*Work task*. Beneath this task are records; print exactly the stretch of them from the line with "assert!(inner_end < outer_end);" through the line with "let branches: Vec<_> = body", both ends included.

*Provided records*.

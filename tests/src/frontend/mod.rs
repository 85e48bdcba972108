//! Translation tests: generated layout, loop wiring, error reporting.

use std::collections::HashSet;

use bfjit_frontend::{compile, CompileError, Op, Program, SourcePos, Translator, TranslatorConfig};
use iced_x86::{Mnemonic, OpKind, Register};
use proptest::prelude::*;

use crate::support::{build, decode_range};

fn mnemonics(program: &Program, range: std::ops::Range<usize>) -> Vec<Mnemonic> {
    decode_range(program, range)
        .iter()
        .map(|i| i.mnemonic())
        .collect()
}

fn offset(program: &Program, label: bfjit_core::LabelId) -> usize {
    program
        .label_offset(label)
        .unwrap_or_else(|| panic!("label {label} unbound"))
}

fn pos(offset: usize, line: u32, column: u32) -> SourcePos {
    SourcePos {
        offset,
        line,
        column,
    }
}

/// Encoded size of one operator's instruction sequence.
fn op_size(b: u8) -> usize {
    match b {
        b'>' | b'<' => 3,
        b'+' | b'-' => 2,
        b'[' => 9,
        b']' => 5,
        b'.' => 9,
        b',' => 1,
        _ => 0,
    }
}

#[test]
fn prologue_sets_up_frame_and_tape() {
    let p = build("");
    let instrs = decode_range(&p, p.layout.prologue.clone());
    let got: Vec<_> = instrs.iter().map(|i| i.mnemonic()).collect();
    assert_eq!(
        got,
        vec![
            Mnemonic::Push,
            Mnemonic::Mov,
            Mnemonic::Push,
            Mnemonic::Push,
            Mnemonic::Mov,
            Mnemonic::Sub,
            Mnemonic::Mov,
            Mnemonic::Mov,
            Mnemonic::Xor,
            Mnemonic::Cld,
            Mnemonic::Stosb,
            Mnemonic::Mov,
        ]
    );
    assert_eq!(instrs[0].op0_register(), Register::RBP);
    assert_eq!(instrs[2].op0_register(), Register::RBX);
    assert_eq!(instrs[3].op0_register(), Register::R12);
    // The entry argument is kept in r12 for the output routine.
    assert_eq!(instrs[4].op0_register(), Register::R12);
    assert_eq!(instrs[4].op1_register(), Register::RDI);
    assert_eq!(instrs[5].immediate32to64(), 30_000);
    assert_eq!(instrs[7].immediate32to64(), 30_000);
    assert!(instrs[10].has_rep_prefix());
    assert_eq!(instrs[11].op0_register(), Register::RBX);
    assert_eq!(instrs[11].op1_register(), Register::RSP);
}

#[test]
fn epilogue_mirrors_prologue() {
    let p = build("+");
    let instrs = decode_range(&p, p.layout.epilogue.clone());
    let got: Vec<_> = instrs.iter().map(|i| i.mnemonic()).collect();
    assert_eq!(
        got,
        vec![
            Mnemonic::Add,
            Mnemonic::Pop,
            Mnemonic::Pop,
            Mnemonic::Pop,
            Mnemonic::Ret
        ]
    );
    assert_eq!(instrs[0].op0_register(), Register::RSP);
    assert_eq!(instrs[0].immediate32to64(), 30_000);
    let popped: Vec<_> = instrs[1..4].iter().map(|i| i.op0_register()).collect();
    assert_eq!(popped, vec![Register::R12, Register::RBX, Register::RBP]);
}

#[test]
fn tape_size_reaches_prologue_and_epilogue() {
    let config = TranslatorConfig::with_tape_size(500).unwrap();
    assert_eq!(config.tape_size(), 512);
    let p = compile(b"+.", &config, bfjit_exec::host_routines()).unwrap();

    let prologue = decode_range(&p, p.layout.prologue.clone());
    assert_eq!(prologue[5].mnemonic(), Mnemonic::Sub);
    assert_eq!(prologue[5].immediate32to64(), 512);
    assert_eq!(prologue[7].immediate32to64(), 512);

    let epilogue = decode_range(&p, p.layout.epilogue.clone());
    assert_eq!(epilogue[0].mnemonic(), Mnemonic::Add);
    assert_eq!(epilogue[0].immediate32to64(), 512);
}

#[test]
fn output_stub_calls_host_routine() {
    let p = build(".");
    assert_eq!(offset(&p, p.output_label), p.layout.output_stub.start);

    let instrs = decode_range(&p, p.layout.output_stub.clone());
    let got: Vec<_> = instrs.iter().map(|i| i.mnemonic()).collect();
    assert_eq!(
        got,
        vec![
            Mnemonic::Push,
            Mnemonic::Mov,
            Mnemonic::Mov,
            Mnemonic::Call,
            Mnemonic::Pop,
            Mnemonic::Ret
        ]
    );
    assert_eq!(instrs[1].op0_register(), Register::RDI);
    assert_eq!(instrs[1].op1_register(), Register::R12);
    assert_eq!(instrs[2].op1_kind(), OpKind::Immediate64);
    assert_eq!(
        instrs[2].immediate64(),
        bfjit_exec::host_routines().write_byte as usize as u64
    );
    assert_eq!(instrs[3].op0_register(), Register::RAX);
}

#[test]
fn increments_then_output() {
    let p = build("+++.");
    let body = decode_range(&p, p.layout.body.clone());
    let got: Vec<_> = body.iter().map(|i| i.mnemonic()).collect();
    assert_eq!(
        got,
        vec![
            Mnemonic::Inc,
            Mnemonic::Inc,
            Mnemonic::Inc,
            Mnemonic::Movzx,
            Mnemonic::Call
        ]
    );
    for inc in &body[..3] {
        assert_eq!(inc.memory_base(), Register::RBX);
    }
    assert_eq!(body[3].op0_register(), Register::RSI);
    assert_eq!(body[3].memory_base(), Register::RBX);
    assert_eq!(
        body[4].near_branch_target() as usize,
        offset(&p, p.output_label)
    );
    assert_eq!(p.stats.ops, 4);
    assert_eq!(p.stats.loops, 0);
}

#[test]
fn pointer_moves_step_data_register() {
    let p = build("><");
    let body = decode_range(&p, p.layout.body.clone());
    assert_eq!(body[0].mnemonic(), Mnemonic::Inc);
    assert_eq!(body[0].op0_register(), Register::RBX);
    assert_eq!(body[1].mnemonic(), Mnemonic::Dec);
    assert_eq!(body[1].op0_register(), Register::RBX);
}

#[test]
fn input_compiles_to_trap() {
    let p = build(",");
    assert_eq!(mnemonics(&p, p.layout.body.clone()), vec![Mnemonic::Int3]);
}

#[test]
fn comments_generate_nothing() {
    let plain = build("+[-].");
    let commented = build("add one + then loop [ clear - ] and print .\n");
    assert_eq!(plain.code, commented.code);
    assert!(build("no operators here").layout.body.is_empty());
}

#[test]
fn simple_loop_wiring() {
    let p = build("[-]");
    assert_eq!(p.loops.len(), 1);
    assert_eq!(p.labels.len(), 3);

    let frame = p.loops[0];
    let begin = offset(&p, frame.begin);
    let end = offset(&p, frame.end);
    assert_eq!(begin, p.layout.body.start);
    assert_eq!(end, p.layout.body.end);

    let body = decode_range(&p, p.layout.body.clone());
    let got: Vec<_> = body.iter().map(|i| i.mnemonic()).collect();
    assert_eq!(
        got,
        vec![Mnemonic::Cmp, Mnemonic::Je, Mnemonic::Dec, Mnemonic::Jmp]
    );
    assert_eq!(body[0].memory_base(), Register::RBX);
    assert_eq!(body[0].immediate8(), 0);
    assert_eq!(body[1].near_branch_target() as usize, end);
    assert_eq!(body[3].near_branch_target() as usize, begin);
}

#[test]
fn nested_loops_bind_inner_end_first() {
    let p = build("[[-]]");
    assert_eq!(p.loops.len(), 2);
    assert_eq!(p.stats.max_depth, 2);
    let (outer, inner) = (p.loops[0], p.loops[1]);

    let outer_begin = offset(&p, outer.begin);
    let inner_begin = offset(&p, inner.begin);
    let inner_end = offset(&p, inner.end);
    let outer_end = offset(&p, outer.end);
    assert_eq!(inner_begin, outer_begin + 9);
    assert!(inner_end < outer_end);
    assert_eq!(outer_end, inner_end + 5);
    assert_eq!(outer.opened_at, pos(0, 1, 1));
    assert_eq!(inner.opened_at, pos(1, 1, 2));

    let body = decode_range(&p, p.layout.body.clone());
    let branches: Vec<_> = body
        .iter()
        .filter(|i| i.op0_kind() == OpKind::NearBranch64)
        .map(|i| (i.mnemonic(), i.near_branch_target() as usize))
        .collect();
    assert_eq!(
        branches,
        vec![
            (Mnemonic::Je, outer_end),
            (Mnemonic::Je, inner_end),
            (Mnemonic::Jmp, inner_begin),
            (Mnemonic::Jmp, outer_begin),
        ]
    );
}

#[test]
fn empty_loop_is_valid() {
    let p = build("[]");
    let frame = p.loops[0];
    assert_eq!(offset(&p, frame.end) - offset(&p, frame.begin), 9 + 5);
}

#[test]
fn unmatched_close_is_reported_at_its_position() {
    assert_eq!(
        compile(b"]", &TranslatorConfig::default(), bfjit_exec::host_routines()).unwrap_err(),
        CompileError::UnmatchedClose { pos: pos(0, 1, 1) }
    );
    assert_eq!(
        compile(b"+\n+]", &TranslatorConfig::default(), bfjit_exec::host_routines()).unwrap_err(),
        CompileError::UnmatchedClose { pos: pos(3, 2, 2) }
    );
}

#[test]
fn unmatched_close_emits_nothing() {
    let mut t = Translator::new(TranslatorConfig::default(), bfjit_exec::host_routines());
    t.emit(Op::Inc, pos(0, 1, 1)).unwrap();
    let before = t.cursor();
    let err = t.emit(Op::LoopEnd, pos(1, 1, 2)).unwrap_err();
    assert_eq!(err, CompileError::UnmatchedClose { pos: pos(1, 1, 2) });
    assert_eq!(t.cursor(), before);
    assert_eq!(t.depth(), 0);
}

#[test]
fn unmatched_open_reports_innermost_loop() {
    let err = compile(b"[", &TranslatorConfig::default(), bfjit_exec::host_routines())
        .unwrap_err();
    assert_eq!(
        err,
        CompileError::UnmatchedOpen {
            pos: pos(0, 1, 1),
            depth: 1
        }
    );

    let err = compile(b"[+[\n[]", &TranslatorConfig::default(), bfjit_exec::host_routines())
        .unwrap_err();
    assert_eq!(
        err,
        CompileError::UnmatchedOpen {
            pos: pos(2, 1, 3),
            depth: 2
        }
    );
    assert_eq!(err.to_string(), "unmatched '[' at 1:3 (2 loop(s) left open)");
}

#[test]
fn separate_compilations_do_not_interfere() {
    let a = build("[.]");
    let b = build("[.]");
    assert_eq!(a.code, b.code);
    assert_ne!(a.loops[0].begin, b.loops[0].begin);
}

fn program() -> impl Strategy<Value = String> {
    let leaf = prop::sample::select(vec!["+", "-", ">", "<", ".", ",", "x", "\n"])
        .prop_map(String::from);
    leaf.prop_recursive(4, 64, 8, |inner| {
        prop_oneof![
            prop::collection::vec(inner.clone(), 0..8).prop_map(|v| v.concat()),
            prop::collection::vec(inner, 0..6).prop_map(|v| format!("[{}]", v.concat())),
        ]
    })
}

proptest! {
    #[test]
    fn balanced_programs_resolve_completely(src in program()) {
        let p = build(&src);
        let opens = src.bytes().filter(|&b| b == b'[').count();

        prop_assert_eq!(p.loops.len(), opens);
        prop_assert_eq!(p.labels.len(), 1 + 2 * opens);
        prop_assert!(p.labels.iter().all(|l| l.is_bound()));
        prop_assert_eq!(p.labels.pending_count(), 0);

        let body_len: usize = src.bytes().map(op_size).sum();
        prop_assert_eq!(p.layout.body.len(), body_len);
        prop_assert_eq!(p.stats.code_len, p.code.len());
    }

    #[test]
    fn branches_land_on_their_labels(src in program()) {
        let p = build(&src);
        let begins: HashSet<usize> = p.loops.iter().map(|f| offset(&p, f.begin)).collect();
        let ends: HashSet<usize> = p.loops.iter().map(|f| offset(&p, f.end)).collect();
        let output = offset(&p, p.output_label);

        for instr in decode_range(&p, 0..p.code.len()) {
            if instr.op0_kind() != OpKind::NearBranch64 {
                continue;
            }
            let target = instr.near_branch_target() as usize;
            match instr.mnemonic() {
                Mnemonic::Je => prop_assert!(ends.contains(&target)),
                Mnemonic::Jmp => prop_assert!(begins.contains(&target)),
                Mnemonic::Call => prop_assert_eq!(target, output),
                other => prop_assert!(false, "unexpected branch {:?}", other),
            }
        }

        for frame in &p.loops {
            let begin = offset(&p, frame.begin);
            let end = offset(&p, frame.end);
            let head = decode_range(&p, begin..begin + 9);
            prop_assert_eq!(head[1].mnemonic(), Mnemonic::Je);
            prop_assert_eq!(head[1].near_branch_target() as usize, end);
            let back = decode_range(&p, end - 5..end);
            prop_assert_eq!(back[0].mnemonic(), Mnemonic::Jmp);
            prop_assert_eq!(back[0].near_branch_target() as usize, begin);
        }
    }
}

*Answer box*.
    assert!(inner_end < outer_end);
    assert_eq!(outer_end, inner_end + 5);
    assert_eq!(outer.opened_at, pos(0, 1, 1));
    assert_eq!(inner.opened_at, pos(1, 1, 2));

    let body = decode_range(&p, p.layout.body.clone());
    let branches: Vec<_> = body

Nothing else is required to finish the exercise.